Autores principais:Scotta, Isabella Cristina
Assunto:Produção distribuída de energia Microrredes Turbinas eólicas e pico-hídricas Inversores eletrónicos Circuito de proteção contra sobretensão
Ano:2021
País:Portugal
Tipo de documento:dissertação de mestrado
Tipo de acesso:acesso aberto
Instituição associada:Instituto Politécnico de Bragança
Idioma:português
Origem:Biblioteca Digital do IPB
Descrição
Resumo:O uso de energias renováveis, nomeadamente, fotovoltaica, eólica e hídrica, é uma alternativa para reduzir a emissão de poluentes e aumentar a produção dispersa de energia e a sua integração na rede elétrica ou em microrredes. A presente dissertação tem como objetivo implementar e validar um sistema de proteção eletrónico que permite acoplar turbinas eólicas e pico-hídricas com inversores eletrónicos. O sistema é constituído por circuitos eletrónicos que retificam e filtram a tensão de saída dos geradores acoplados às turbinas e protegem a entrada dos conversores eletrónicos, de ligação à rede, contra sobretensão. Na ausência desse sistema, caso seja aplicado um valor de tensão superior ao máximo suportado na entrada dos conversores, estes são danificados, já que a velocidade da turbina e, consequentemente a tensão de saída do gerador aumentam se trabalharem em vazio, ou seja, sem carga.
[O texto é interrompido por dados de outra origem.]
fn write_terminal(container: Option<&Value>, last: &Selector, value: &Value) -> Value {
    if let Some(Value::List(items)) = container {
        return match last.element_value.as_deref() {
            Some(needle) => {
                let stamped = stamp_identity(value.clone(), Some(&last.key), Some(needle));
                Value::List(upsert_matched(items, Some(&last.key), needle, &stamped))
            }
            None => Value::List(upsert_by_key(items, value, &last.key)),
        };
    }

    let mut fields = container.and_then(Value::as_map).cloned().unwrap_or_default();
    let current = fields.get(&last.key).cloned();
    match last.element_value.as_deref() {
        Some(needle) => {
            let seq = current
                .as_ref()
                .and_then(Value::as_list)
                .cloned()
                .unwrap_or_default();
            let match_field = last.element_key.as_deref();
            let stamped = stamp_identity(value.clone(), match_field, Some(needle));
            fields.set(
                last.key.clone(),
                Value::List(upsert_matched(&seq, match_field, needle, &stamped)),
            );
        }
        None => {
            let next = match &current {
                Some(Value::List(seq)) => {
                    Value::List(upsert_by_key(seq, value, DEFAULT_ELEMENT_KEY))
                }
                Some(existing @ Value::Map(_)) => existing.shallow_merge(value),
                _ => value.clone(),
            };
            fields.set(last.key.clone(), next);
        }
    }
    Value::Map(fields)
}

fn remove_terminal(located: Option<&Value>, last: &Selector) -> Value {
    match located {
        Some(Value::List(items)) => match last.element_value.as_deref() {
            Some(needle) => Value::List(remove_first(items, Some(&last.key), needle)),
            None => Value::List(remove_first(items, None, &last.key)),
        },
        Some(Value::Map(fields)) => {
            let removed = last.element_value.as_deref().and_then(|needle| {
                let seq = fields.get(&last.key)?.as_list()?;
                Some(Value::List(remove_first(
                    seq,
                    last.element_key.as_deref(),
                    needle,
                )))
            });
            let mut out = fields.clone();
            out.set(last.key.clone(), removed.unwrap_or(Value::Null));
            Value::Map(out)
        }
        _ => Value::Null,
    }
}

/// Notation matching compares the string form of a segment value against
/// String-typed fields only, so `"id:1"` addresses `{"id": "1"}` and not
/// `{"id": 1}`. Without a field the element itself is the matched scalar.
fn find_position(items: &[Value], field: Option<&str>, needle: &str) -> Option<usize> {
    items.iter().position(|element| match field {
        Some(field) => element.get(field).and_then(Value::as_str) == Some(needle),
        None => element.as_str() == Some(needle),
    })
}

fn upsert_matched(items: &[Value], field: Option<&str>, needle: &str, payload: &Value) -> Vec<Value> {
    match find_position(items, field, needle) {
        Some(index) => {
            let merged = items[index].shallow_merge(payload);
            replace_or_append(items, Some(index), merged)
        }
        None => replace_or_append(items, None, payload.clone()),
    }
}

fn remove_first(items: &[Value], field: Option<&str>, needle: &str) -> Vec<Value> {
    let mut out = items.to_vec();
    if let Some(index) = find_position(items, field, needle) {
        out.remove(index);
    }
    out
}

fn stamp_identity(value: Value, field: Option<&str>, needle: Option<&str>) -> Value {
    match (value, field, needle) {
        (Value::Map(mut fields), Some(field), Some(needle)) => {
            fields.set(field.to_string(), Value::String(needle.to_string()));
            Value::Map(fields)
        }
        (value, _, _) => value,
    }
}

fn replace_or_append(items: &[Value], position: Option<usize>, element: Value) -> Vec<Value> {
    let mut out = items.to_vec();
    match position {
        Some(index) => out[index] = element,
        None => out.push(element),
    }
    out
}

#[cfg(test)]
mod tests {
    use pretty_assertions::assert_eq;

    use super::*;
    use crate::path::parse_chain;
    use crate::value::from_json;

    fn chain(segments: &[&str]) -> Vec<Selector> {
        parse_chain(segments).unwrap()
    }

    #[test]
    fn test_read_plain_fields() {
        let tree = from_json(r#"{"a": {"b": {"c": 7}}}"#).unwrap();
        assert_eq!(
            read_at(&tree, &chain(&["a", "b", "c"])).unwrap(),
            Some(Value::Int(7))
        );
        assert_eq!(read_at(&tree, &chain(&["a", "missing"])).unwrap(), None);
    }

    #[test]
    fn test_read_selects_element() {
        let tree =
            from_json(r#"{"items": [{"id": "1", "name": "x"}, {"id": "2", "name": "y"}]}"#)
                .unwrap();

        let element = read_at(&tree, &chain(&["items:id:2"])).unwrap();
        assert_eq!(element, from_json(r#"{"id": "2", "name": "y"}"#).ok());

        let name = read_at(&tree, &chain(&["items:id:2", "name"])).unwrap();
        assert_eq!(name, Some(Value::from("y")));
    }

    #[test]
    fn test_read_matches_inside_sequence() {
        let tree = from_json(r#"{"items": [{"id": "1"}, {"id": "2", "tag": "hit"}]}"#).unwrap();
        // Once a segment lands on the sequence, the next segment's key is
        // the matcher field.
        let hit = read_at(&tree, &chain(&["items", "id:2"])).unwrap();
        assert_eq!(hit, from_json(r#"{"id": "2", "tag": "hit"}"#).ok());
    }

    #[test]
    fn test_read_is_string_typed() {
        let tree = from_json(r#"{"items": [{"id": 1, "name": "int-keyed"}]}"#).unwrap();
        assert_eq!(read_at(&tree, &chain(&["items:id:1"])).unwrap(), None);
    }

    #[test]
    fn test_read_identity_element() {
        let tree = from_json(r#"{"tags": ["alpha", "beta"]}"#).unwrap();
        assert_eq!(
            read_at(&tree, &chain(&["tags:beta"])).unwrap(),
            Some(Value::from("beta"))
        );
        assert_eq!(read_at(&tree, &chain(&["tags:gamma"])).unwrap(), None);
    }

    #[test]
    fn test_read_empty_chain_is_error() {
        let tree = from_json(r#"{"a": 1}"#).unwrap();
        assert_eq!(read_at(&tree, &[]), Err(Error::EmptySelectorChain));
    }

    #[test]
    fn test_exists_at() {
        let tree = from_json(r#"{"a": {"b": null}, "items": [{"id": "1"}]}"#).unwrap();
        assert!(exists_at(&tree, &chain(&["a", "b"])).unwrap());
        assert!(exists_at(&tree, &chain(&["items:id:1"])).unwrap());
        assert!(!exists_at(&tree, &chain(&["items:id:9"])).unwrap());
        assert!(!exists_at(&tree, &chain(&["a", "c"])).unwrap());
    }

    #[test]
    fn test_set_nested_rebuilds() {
        let tree = from_json(r#"{"a": {"keep": 1}}"#).unwrap();
        let out = set_nested(&tree, &["a", "b", "c"], &Value::Int(5));
        assert_eq!(
            out,
            from_json(r#"{"a": {"keep": 1, "b": {"c": 5}}}"#).unwrap()
        );
        // Input untouched.
        assert_eq!(tree, from_json(r#"{"a": {"keep": 1}}"#).unwrap());
    }

    #[test]
    fn test_set_nested_replaces_scalar_intermediate() {
        let tree = from_json(r#"{"a": 3}"#).unwrap();
        let out = set_nested(&tree, &["a", "b"], &Value::from("v"));
        assert_eq!(out, from_json(r#"{"a": {"b": "v"}}"#).unwrap());
    }

    #[test]
    fn test_write_plain_chain_sets_field() {
        let tree = from_json(r#"{"settings": {"theme": "light"}}"#).unwrap();
        let out = write_at(&tree, &chain(&["settings", "theme"]), &Value::from("dark")).unwrap();
        assert_eq!(out, from_json(r#"{"settings": {"theme": "dark"}}"#).unwrap());
    }

    #[test]
    fn test_write_merges_matched_element() {
        let tree = from_json(r#"{"items": [{"id": "1", "name": "x", "keep": true}]}"#).unwrap();
        let payload = from_json(r#"{"id": "1", "name": "y"}"#).unwrap();

        let out = write_at(&tree, &chain(&["items:id:1"]), &payload).unwrap();
        assert_eq!(
            out,
            from_json(r#"{"items": [{"id": "1", "name": "y", "keep": true}]}"#).unwrap()
        );
    }

    #[test]
    fn test_write_appends_unmatched_element() {
        let tree = from_json(r#"{"items": [{"id": "1"}]}"#).unwrap();
        let payload = from_json(r#"{"name": "new"}"#).unwrap();

        let out = write_at(&tree, &chain(&["items:id:2"]), &payload).unwrap();
        // The identity field is stamped from the segment.
        assert_eq!(
            out,
            from_json(r#"{"items": [{"id": "1"}, {"id": "2", "name": "new"}]}"#).unwrap()
        );
    }

    #[test]
    fn test_write_into_empty_tree_builds_path() {
        let tree = Value::Map(Default::default());
        let payload = from_json(r#"{"name": "built"}"#).unwrap();

        let out = write_at(&tree, &chain(&["a", "list:id:1", "name"]), &payload).unwrap();
        assert_eq!(
            out,
            from_json(r#"{"a": {"list": [{"id": "1", "name": {"name": "built"}}]}}"#).unwrap()
        );
    }

    #[test]
    fn test_write_deep_chain_updates_nested_element() {
        let tree = from_json(
            r#"{"fields": [{"id": "3", "options": [{"id": "a", "label": "old"}]}]}"#,
        )
        .unwrap();

        let out = write_at(
            &tree,
            &chain(&["fields:id:3", "options", "id:a", "label"]),
            &Value::from("new"),
        )
        .unwrap();
        assert_eq!(
            out,
            from_json(r#"{"fields": [{"id": "3", "options": [{"id": "a", "label": "new"}]}]}"#)
                .unwrap()
        );
    }

    #[test]
    fn test_write_plain_terminal_over_sequence_field_upserts_by_default_key() {
        let tree =
            from_json(r#"{"groups": [{"id": "g", "items": [{"id": "1", "v": 1}]}]}"#).unwrap();
        let payload = from_json(r#"{"id": "1", "v": 2}"#).unwrap();

        let out = write_at(&tree, &chain(&["groups:id:g", "items"]), &payload).unwrap();
        assert_eq!(
            out,
            from_json(r#"{"groups": [{"id": "g", "items": [{"id": "1", "v": 2}]}]}"#).unwrap()
        );
    }

    #[test]
    fn test_write_all_plain_chain_replaces_wholesale() {
        // Without a selecting segment anywhere in the chain the write is a
        // plain nested set, even onto a sequence field.
        let tree = from_json(r#"{"items": [{"id": "1"}]}"#).unwrap();
        let payload = from_json(r#"{"id": "2"}"#).unwrap();

        let out = write_at(&tree, &chain(&["items"]), &payload).unwrap();
        assert_eq!(out, from_json(r#"{"items": {"id": "2"}}"#).unwrap());
    }

    #[test]
    fn test_write_overwrites_scalar_field() {
        let tree = from_json(r#"{"a": {"b": 1}}"#).unwrap();
        let out = write_at(&tree, &chain(&["a", "b"]), &Value::from(2i64)).unwrap();
        assert_eq!(out, from_json(r#"{"a": {"b": 2}}"#).unwrap());
    }

    #[test]
    fn test_write_identity_element() {
        let tree = from_json(r#"{"tags": ["alpha"]}"#).unwrap();

        let added = write_at(&tree, &chain(&["tags:beta"]), &Value::from("beta")).unwrap();
        assert_eq!(added, from_json(r#"{"tags": ["alpha", "beta"]}"#).unwrap());

        let replaced = write_at(&added, &chain(&["tags:alpha"]), &Value::from("gamma")).unwrap();
        assert_eq!(replaced, from_json(r#"{"tags": ["gamma", "beta"]}"#).unwrap());
    }

    #[test]
    fn test_write_empty_chain_is_error() {
        let tree = from_json(r#"{}"#).unwrap();
        assert_eq!(
            write_at(&tree, &[], &Value::Null),
            Err(Error::EmptySelectorChain)
        );
    }

    #[test]
    fn test_remove_element_from_sequence() {
        let tree = from_json(r#"{"items": [{"id": "1"}, {"id": "2"}, {"id": "1"}]}"#).unwrap();

        // Only the first match goes.
        let out = remove_at(&tree, &chain(&["items:id:1"])).unwrap();
        assert_eq!(out, from_json(r#"{"items": [{"id": "2"}, {"id": "1"}]}"#).unwrap());
    }

    #[test]
    fn test_remove_nested_element() {
        let tree = from_json(
            r#"{"fields": [{"id": "3", "options": [{"id": "a"}, {"id": "b"}]}]}"#,
        )
        .unwrap();

        let out = remove_at(&tree, &chain(&["fields:id:3", "options", "id:a"])).unwrap();
        assert_eq!(
            out,
            from_json(r#"{"fields": [{"id": "3", "options": [{"id": "b"}]}]}"#).unwrap()
        );
    }

    #[test]
    fn test_remove_field_sets_null() {
        let tree = from_json(r#"{"a": {"b": 1, "c": 2}}"#).unwrap();
        let out = remove_at(&tree, &chain(&["a", "b"])).unwrap();
        assert_eq!(out, from_json(r#"{"a": {"b": null, "c": 2}}"#).unwrap());
    }

    #[test]
    fn test_remove_single_segment_applies_to_root() {
        let tree = from_json(r#"{"items": [1, 2]}"#).unwrap();
        let out = remove_at(&tree, &chain(&["items"])).unwrap();
        assert_eq!(out, from_json(r#"{"items": null}"#).unwrap());
    }

    #[test]
    fn test_remove_identity_element() {
        let tree = from_json(r#"{"tags": ["alpha", "beta"]}"#).unwrap();
        let out = remove_at(&tree, &chain(&["tags:beta"])).unwrap();
        assert_eq!(out, from_json(r#"{"tags": ["alpha"]}"#).unwrap());
    }

    #[test]
    fn test_remove_missing_match_is_noop_on_sequence() {
        let tree = from_json(r#"{"items": [{"id": "1"}]}"#).unwrap();
        let out = remove_at(&tree, &chain(&["items:id:9"])).unwrap();
        assert_eq!(out, tree);
    }
}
A validação do sistema desenvolvido foi realizada em duas etapas e consiste em verificar os instantes em que as proteções atuam para dois casos: em vazio, quando não existe carga na saída do gerador; em excesso de potência, quando os inversores não conseguem processar toda a potência disponível no gerador. Na primeira etapa, três sistemas picohídricos reais são testados para observar o comportamento do circuito de proteção em vazio. O primeiro sistema consiste numa roda d’água ligada em um gerador que pode ir até os 300 W, os restantes referem-se a duas turbinas pico-hídricas, uma Pelton e outra Turgo, conectadas a geradores que podem fornecer até 1200 W. Na segunda etapa, testes adicionais são desenvolvidos em uma bancada com um aerogerador, a fim de simular o comportamento de uma pico-hídrica que fornece potência superior ao valor que o inversor fotovoltaico consegue processar. Além disso, oito modelos de inversores distintos foram testados e, independente de terem sido sincronizados com a rede elétrica, os circuitos de proteção projetados mostraram-se eficientes em todos os testes, pois limitaram o valor da tensão e da potência parametrizadas para cada inversor.